Basic Sitting Postures taking into account Benefits
JANU SIRSASANA: perfect foot placement
Sit occurring straight once legs evenly extended in front. bend the right leg at the knee and area the foot hence that the heel is in the right groin and the tummy of the foot touches the left thigh. aim the foot hence that the bottom of the foot is facing upward and press the knee urge on to form an obtuse angle in imitation of the body. This aim will be hard at first; don't force it. Put a folded blanket under the knee and with under the hips. Gradually the knee will have an effect on farther back. Just keep the foot correctly positioned.

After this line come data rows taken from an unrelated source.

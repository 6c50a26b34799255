use std::cmp::Ordering;

use crate::common::error::{BarcodeError, BarcodeResult};
use crate::common::metadata::Version;

// Mode
//------------------------------------------------------------------------------

/// Segment modes with their 4 bit indicators
#[derive(Debug, PartialEq, Eq, Copy, Clone, Hash)]
pub enum Mode {
    Terminator = 0b0000,
    Numeric = 0b0001,
    Alphanumeric = 0b0010,
    StructuredAppend = 0b0011,
    Byte = 0b0100,
    Fnc1First = 0b0101,
    Eci = 0b0111,
    Kanji = 0b1000,
    Fnc1Second = 0b1001,
    Hanzi = 0b1101,
}

// Only the three character modes are ordered, each one a superset of the previous
impl PartialOrd for Mode {
    fn partial_cmp(&self, other: &Self) -> Option<Ordering> {
        let rank = |m: Mode| match m {
            Self::Numeric => Some(0),
            Self::Alphanumeric => Some(1),
            Self::Byte => Some(2),
            _ => None,
        };
        match (rank(*self), rank(*other)) {
            (Some(a), Some(b)) => Some(a.cmp(&b)),
            _ if self == other => Some(Ordering::Equal),
            _ => None,
        }
    }
}

impl Mode {
    pub const MODE_BITS: usize = 4;

    pub fn from_bits(bits: u32) -> BarcodeResult<Self> {
        match bits {
            0b0000 => Ok(Self::Terminator),
            0b0001 => Ok(Self::Numeric),
            0b0010 => Ok(Self::Alphanumeric),
            0b0011 => Ok(Self::StructuredAppend),
            0b0100 => Ok(Self::Byte),
            0b0101 => Ok(Self::Fnc1First),
            0b0111 => Ok(Self::Eci),
            0b1000 => Ok(Self::Kanji),
            0b1001 => Ok(Self::Fnc1Second),
            0b1101 => Ok(Self::Hanzi),
            _ => Err(BarcodeError::Format),
        }
    }

    pub fn bits(self) -> u8 {
        self as u8
    }

    /// Width of the character count field. Zero for modes without one.
    pub fn char_count_bits(self, version: Version) -> usize {
        let i = match *version {
            ..=9 => 0,
            10..=26 => 1,
            _ => 2,
        };
        match self {
            Self::Numeric => [10, 12, 14][i],
            Self::Alphanumeric => [9, 11, 13][i],
            Self::Byte => [8, 16, 16][i],
            Self::Kanji | Self::Hanzi => [8, 10, 12][i],
            _ => 0,
        }
    }

    #[inline]
    fn numeric_digit(char: u8) -> u16 {
        debug_assert!(Mode::Numeric.contains(char), "Invalid numeric data: {char}");
        (char - b'0') as u16
    }

    #[inline]
    fn alphanumeric_digit(char: u8) -> u16 {
        debug_assert!(Mode::Alphanumeric.contains(char), "Invalid alphanumeric data: {char}");
        match char {
            b'0'..=b'9' => (char - b'0') as u16,
            b'A'..=b'Z' => (char - b'A' + 10) as u16,
            b' ' => 36,
            b'$' => 37,
            b'%' => 38,
            b'*' => 39,
            b'+' => 40,
            b'-' => 41,
            b'.' => 42,
            b'/' => 43,
            b':' => 44,
            _ => unreachable!("Invalid alphanumeric {char}"),
        }
    }

    /// Character for a numeric or alphanumeric digit value
    #[inline]
    fn byte(&self, mode_digit: u8) -> Option<u8> {
        match self {
            Self::Numeric => match mode_digit {
                md @ 0..=9 => Some(md + b'0'),
                _ => None,
            },
            Self::Alphanumeric => ALPHANUMERIC_CHARS.get(mode_digit as usize).copied(),
            _ => None,
        }
    }

    /// Packs up to three digits, two alphanumerics, one byte or one Shift_JIS pair
    pub fn encode_chunk(&self, data: &[u8]) -> u16 {
        let len = data.len();
        match self {
            Self::Numeric => {
                debug_assert!(len <= 3, "Data is too long for numeric conversion: {len}");
                data.iter().fold(0_u16, |n, b| n * 10 + Self::numeric_digit(*b))
            }
            Self::Alphanumeric => {
                debug_assert!(len <= 2, "Data is too long for alphanumeric conversion: {len}");
                data.iter().fold(0_u16, |n, b| n * 45 + Self::alphanumeric_digit(*b))
            }
            Self::Byte => {
                debug_assert!(len == 1, "Data is too long for byte conversion: {len}");
                data[0] as u16
            }
            Self::Kanji => {
                debug_assert!(len == 2, "Kanji chunk must be a Shift_JIS pair: {len}");
                let code = u16::from_be_bytes([data[0], data[1]]);
                let sub = if code <= 0x9ffc { code - 0x8140 } else { code - 0xc140 };
                (sub >> 8) * 0xc0 + (sub & 0xff)
            }
            _ => unreachable!("Cannot encode characters in {self:?} mode"),
        }
    }

    /// Inverse of `encode_chunk`. Fails when the value is out of range for the mode.
    pub fn decode_chunk(&self, data: u16, bit_len: usize) -> BarcodeResult<Vec<u8>> {
        match self {
            Self::Numeric => Self::decode_numeric_chunk(data, bit_len),
            Self::Alphanumeric => Self::decode_alphanumeric_chunk(data, bit_len),
            Self::Byte => {
                debug_assert!(bit_len == 8, "Invalid byte encoded length: {bit_len}");
                Ok(vec![data as u8])
            }
            Self::Kanji => Ok(Self::decode_kanji_chunk(data)),
            Self::Hanzi => Ok(Self::decode_hanzi_chunk(data)),
            _ => Err(BarcodeError::Format),
        }
    }

    fn decode_numeric_chunk(mut data: u16, bit_len: usize) -> BarcodeResult<Vec<u8>> {
        debug_assert!(
            bit_len == 10 || bit_len == 7 || bit_len == 4,
            "Invalid numeric encoded length: {bit_len}"
        );

        let len = bit_len / 3;
        if data >= [1, 10, 100, 1000][len] {
            return Err(BarcodeError::Format);
        }
        let mut res = vec![0; len];
        for i in 0..len {
            res[len - 1 - i] = Mode::Numeric.byte((data % 10) as u8).ok_or(BarcodeError::Format)?;
            data /= 10;
        }
        Ok(res)
    }

    fn decode_alphanumeric_chunk(mut data: u16, bit_len: usize) -> BarcodeResult<Vec<u8>> {
        debug_assert!(
            bit_len == 11 || bit_len == 6,
            "Invalid alphanumeric encoded length: {bit_len}"
        );

        let len = bit_len / 5;
        if data >= [1, 45, 45 * 45][len] {
            return Err(BarcodeError::Format);
        }
        let mut res = vec![0; len];
        for i in 0..len {
            res[len - 1 - i] =
                Mode::Alphanumeric.byte((data % 45) as u8).ok_or(BarcodeError::Format)?;
            data /= 45;
        }
        Ok(res)
    }

    // 13 bits to a Shift_JIS pair
    fn decode_kanji_chunk(data: u16) -> Vec<u8> {
        let msbyte = data / 0xc0;
        let lsbyte = data % 0xc0;
        let temp = ((msbyte << 8) | lsbyte) as u32 + 0x8140;
        let sjw = if temp <= 0x9ffc { temp } else { temp + 0x4000 };

        vec![(sjw >> 8) as u8, (sjw & 0xff) as u8]
    }

    // 13 bits to a GB2312 pair
    fn decode_hanzi_chunk(data: u16) -> Vec<u8> {
        let msbyte = data / 0x60;
        let lsbyte = data % 0x60;
        let temp = ((msbyte << 8) | lsbyte) as u32;
        let gbw = if temp < 0x0a00 { temp + 0xa1a1 } else { temp + 0xa6a1 };

        vec![(gbw >> 8) as u8, (gbw & 0xff) as u8]
    }

    pub fn contains(&self, byte: u8) -> bool {
        match self {
            Self::Numeric => byte.is_ascii_digit(),
            Self::Alphanumeric => ALPHANUMERIC_CHARS.contains(&byte),
            Self::Byte => true,
            _ => false,
        }
    }

    /// Encoded bit length of `len` characters (bytes for Kanji)
    pub fn encoded_len(&self, len: usize) -> usize {
        match *self {
            Self::Numeric => (len * 10).div_ceil(3),
            Self::Alphanumeric => (len * 11).div_ceil(2),
            Self::Byte => len * 8,
            Self::Kanji | Self::Hanzi => (len / 2) * 13,
            _ => 0,
        }
    }
}

/// True when `bytes` is a sequence of Shift_JIS double byte characters in the Kanji ranges
pub fn is_only_double_byte_kanji(bytes: &[u8]) -> bool {
    if bytes.is_empty() || bytes.len() % 2 != 0 {
        return false;
    }
    bytes.chunks(2).all(|pair| matches!(pair[0], 0x81..=0x9f | 0xe0..=0xeb))
}


// Segment
//------------------------------------------------------------------------------

/// A run of characters encoded in one mode. For Kanji `data` holds Shift_JIS pairs.
#[derive(Debug, Clone, PartialEq, Eq)]
pub(crate) struct Segment<'a> {
    pub mode: Mode,
    pub len_bits: usize, // Bit len of char count
    pub data: &'a [u8],  // Reference to raw data
}

impl<'a> Segment<'a> {
    pub fn new(mode: Mode, version: Version, data: &'a [u8]) -> Self {
        Self { mode, len_bits: mode.char_count_bits(version), data }
    }

    pub fn char_count(&self) -> usize {
        match self.mode {
            Mode::Kanji | Mode::Hanzi => self.data.len() / 2,
            _ => self.data.len(),
        }
    }

    pub fn bit_len(&self) -> usize {
        let encoded_bits = self.mode.encoded_len(self.data.len());
        Mode::MODE_BITS + self.len_bits + encoded_bits
    }
}


// Global constants
//------------------------------------------------------------------------------

pub static PADDING_CODEWORDS: [u8; 2] = [0b1110_1100, 0b0001_0001];

pub static ALPHANUMERIC_CHARS: [u8; 45] = *b"0123456789ABCDEFGHIJKLMNOPQRSTUVWXYZ $%*+-./:";

/// GS1 group separator, written as `%` in alphanumeric mode under FNC1
pub const GS: char = '\u{1d}';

JANU SIRSASANA: Correct, perfect posture
Having positioned the foot and knee correctly, stretch the left leg out, keeping the leg firmly on the mat. see eye to eye the heel firmly and stretch the toes up. (The heel should pull gently away from the ankle.) Now inhale and bend concentrate on higher than the straight leg, catching the foot gone both hands if possible. Beginners should regulate and no-one else as far and wide as they can without rounding the back. later than this posture is finished correctly and completely, the body will roll attend to on top of the outstretched leg, absolutely flat from the tail bone to the head. Stay there buzzing normally for as long as you can. Inhale, release the handhold, come stirring smoothly, straighten the bent leg and relax. Repeat on additional side.
JANU SIRSASANA: incorrect posture
The heel is not positioned next to its own thigh. The knee has not been pushed help as far as doable to form an obtuse angle. The help is humped and curved because the pelvis is jammed and unable to lift properly. otherwise of a smooth, supreme stretching of the spine, the lumbar is over-stretched and the stop of the spine constricted. The left leg is not flat on the floor.

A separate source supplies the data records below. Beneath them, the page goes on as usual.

//! The shared guardian handle: a single-writer sampler task publishes
//! snapshots through a `watch` channel; `admit()`/`state()` are cheap
//! reads of the latest snapshot and never touch a lock on the data path.

use std::collections::VecDeque;
use std::sync::Arc;
use std::time::Instant;

use chrono::{DateTime, Utc};
use parking_lot::Mutex;
use serde::Serialize;
use tokio::sync::watch;

use sv_domain::config::GuardianConfig;
use sv_domain::trace::TraceEvent;
use sv_domain::turn::{GuardianState, Route};

use crate::sampler::{HostSample, HostSampler};
use crate::state::{Admission, AdmissionPolicy, StateMachine, Transition};

/// How many past transitions the status API can see.
const TRANSITION_HISTORY: usize = 32;

/// The immutable view readers get. Published atomically per sample, so
/// every `admit()` observes one consistent (state, policy) pair.
#[derive(Debug, Clone, Serialize)]
pub struct GuardianSnapshot {
    pub state: GuardianState,
    pub since: DateTime<Utc>,
    pub policy: AdmissionPolicy,
    pub last_sample: Option<HostSample>,
}

/// A past transition with wall-clock timestamps, for the status API.
#[derive(Debug, Clone, Serialize)]
pub struct TransitionRecord {
    pub from: GuardianState,
    pub to: GuardianState,
    pub reasons: Vec<String>,
    pub at: DateTime<Utc>,
}

pub struct Guardian {
    cfg: GuardianConfig,
    machine: Mutex<StateMachine>,
    snapshot_tx: watch::Sender<GuardianSnapshot>,
    transitions: Mutex<VecDeque<TransitionRecord>>,
    epoch: Instant,
}

impl Guardian {
    pub fn new(cfg: GuardianConfig) -> Arc<Self> {
        let epoch = Instant::now();
        let initial = GuardianSnapshot {
            state: GuardianState::Normal,
            since: Utc::now(),
            policy: AdmissionPolicy::for_state(GuardianState::Normal),
            last_sample: None,
        };
        let (snapshot_tx, _) = watch::channel(initial);
        Arc::new(Self {
            machine: Mutex::new(StateMachine::new(cfg.clone(), 0)),
            cfg,
            snapshot_tx,
            transitions: Mutex::new(VecDeque::new()),
            epoch,
        })
    }

    /// Spawn the background sampler. Sampling failures keep the current
    /// state (fail safe); they never propagate to the data path.
    pub fn spawn_sampler(self: &Arc<Self>) -> tokio::task::JoinHandle<()> {
        let guardian = self.clone();
        tokio::spawn(async move {
            let mut sampler = HostSampler::new();
            let mut interval = tokio::time::interval(std::time::Duration::from_millis(
                guardian.cfg.sample_interval_ms,
            ));
            interval.set_missed_tick_behavior(tokio::time::MissedTickBehavior::Skip);
            loop {
                interval.tick().await;
                match sampler.sample() {
                    Some(sample) => guardian.apply_sample(sample),
                    None => {
                        tracing::warn!("host sampling failed; guardian keeps current state");
                    }
                }
            }
        })
    }

    /// Feed one sample through the state machine and publish the new
    /// snapshot. Public so tests can drive the guardian without a host.
    pub fn apply_sample(&self, sample: HostSample) {
        let now_ms = self.now_ms();
        let transition = {
            let mut machine = self.machine.lock();
            machine.on_sample(&sample, now_ms)
        };
        if let Some(t) = &transition {
            self.record_transition(t);
        }
        self.publish(Some(sample));
    }

    /// O(1) admission check against the latest snapshot.
    pub fn admit(&self, route: Route) -> Admission {
        let snap = self.snapshot_tx.borrow();
        snap.policy
            .admit(snap.state, route, self.cfg.reject_retry_after_s)
    }

    pub fn state(&self) -> GuardianState {
        self.snapshot_tx.borrow().state
    }

    pub fn snapshot(&self) -> GuardianSnapshot {
        self.snapshot_tx.borrow().clone()
    }

    /// Subscribe to snapshot updates. The orchestrator watches this to
    /// cancel outstanding deep work when the state leaves NORMAL.
    pub fn subscribe(&self) -> watch::Receiver<GuardianSnapshot> {
        self.snapshot_tx.subscribe()
    }

    /// Record a kill action (deep-work cancellation). May escalate
    /// EMERGENCY to LOCKDOWN when the rate limit is exceeded.
    pub fn record_kill(&self) {
        let now_ms = self.now_ms();
        let transition = {
            let mut machine = self.machine.lock();
            machine.record_kill(now_ms)
        };
        if let Some(t) = &transition {
            self.record_transition(t);
            self.publish(None);
        }
    }

    pub fn recent_transitions(&self) -> Vec<TransitionRecord> {
        self.transitions.lock().iter().cloned().collect()
    }

    pub fn config(&self) -> &GuardianConfig {
        &self.cfg
    }

    // ── Private ──────────────────────────────────────────────────────

    fn now_ms(&self) -> u64 {
        self.epoch.elapsed().as_millis() as u64
    }

    fn record_transition(&self, t: &Transition) {
        TraceEvent::GuardianTransition {
            from: t.from,
            to: t.to,
            reasons: t.reasons.clone(),
        }
        .emit();
        let mut history = self.transitions.lock();
        history.push_back(TransitionRecord {
            from: t.from,
            to: t.to,
            reasons: t.reasons.clone(),
            at: Utc::now(),
        });
        while history.len() > TRANSITION_HISTORY {
            history.pop_front();
        }
    }

    fn publish(&self, sample: Option<HostSample>) {
        let (state, _entered) = {
            let machine = self.machine.lock();
            (machine.state(), machine.entered_at_ms())
        };
        self.snapshot_tx.send_modify(|snap| {
            if snap.state != state {
                snap.since = Utc::now();
            }
            snap.state = state;
            snap.policy = AdmissionPolicy::for_state(state);
            if let Some(s) = sample {
                snap.last_sample = Some(s);
            }
        });
    }
}

#[cfg(test)]
mod tests {
    use super::*;

    fn sample(ram: f32, cpu: f32) -> HostSample {
        HostSample {
            ram_pct: ram,
            cpu_pct: cpu,
            temp_c: Some(45.0),
            battery_pct: Some(80.0),
            proc_rss_mb: 100,
            sys_used_mb: 4_000,
        }
    }

    #[test]
    fn admit_reflects_published_state() {
        let guardian = Guardian::new(GuardianConfig::default());
        assert_eq!(guardian.admit(Route::Deep), Admission::Allow);

        // Drive into brownout: five sustained soft breaches.
        for _ in 0..5 {
            guardian.apply_sample(sample(85.0, 20.0));
        }
        assert_eq!(guardian.state(), GuardianState::Brownout);
        assert!(matches!(
            guardian.admit(Route::Deep),
            Admission::Reject { .. }
        ));
        assert!(matches!(
            guardian.admit(Route::Planner),
            Admission::Degrade { .. }
        ));
        assert_eq!(guardian.admit(Route::Micro), Admission::Allow);
    }

    #[test]
    fn transitions_are_recorded_with_reasons() {
        let guardian = Guardian::new(GuardianConfig::default());
        for _ in 0..5 {
            guardian.apply_sample(sample(85.0, 20.0));
        }
        let history = guardian.recent_transitions();
        assert_eq!(history.len(), 1);
        assert_eq!(history[0].to, GuardianState::Brownout);
        assert_eq!(history[0].reasons, vec!["soft_sustained"]);
    }

    #[tokio::test]
    async fn subscribers_see_state_changes() {
        let guardian = Guardian::new(GuardianConfig::default());
        let mut rx = guardian.subscribe();
        assert_eq!(rx.borrow().state, GuardianState::Normal);

        for _ in 0..5 {
            guardian.apply_sample(sample(85.0, 20.0));
        }
        rx.changed().await.expect("watch alive");
        assert_eq!(rx.borrow_and_update().state, GuardianState::Brownout);
    }
}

TRIANG MUKHAIPADA PASCHIMOTTANASANA: Sitting, forward-bending pose over one leg
This posture generally follows the previous one. Sit next your legs stretched in front. amend the right leg therefore that the right foot is close the right hip. The toes should narrowing back. The right calf presses neighboring the right thigh. The body will twist in this perspective in view of that put a small folded towel under the left buttock to keep the hips level and the focus on stretch even and extended. support the left foot subsequently both hands, inhale and fiddle with forward, keeping both knees together as you stretch attend to greater than the straight leg. Many students will locate it difficult in this incline to even allow keep of the foot of the outstretched leg. do not despair. Just retain the knee, shin or ankle, and sit, perky deeply, in whichever twist represents your best extension. If the help is tight and the spine inflexible, this will endure time. forgiveness the sustain and straighten the bent leg. Repeat upon the extra side.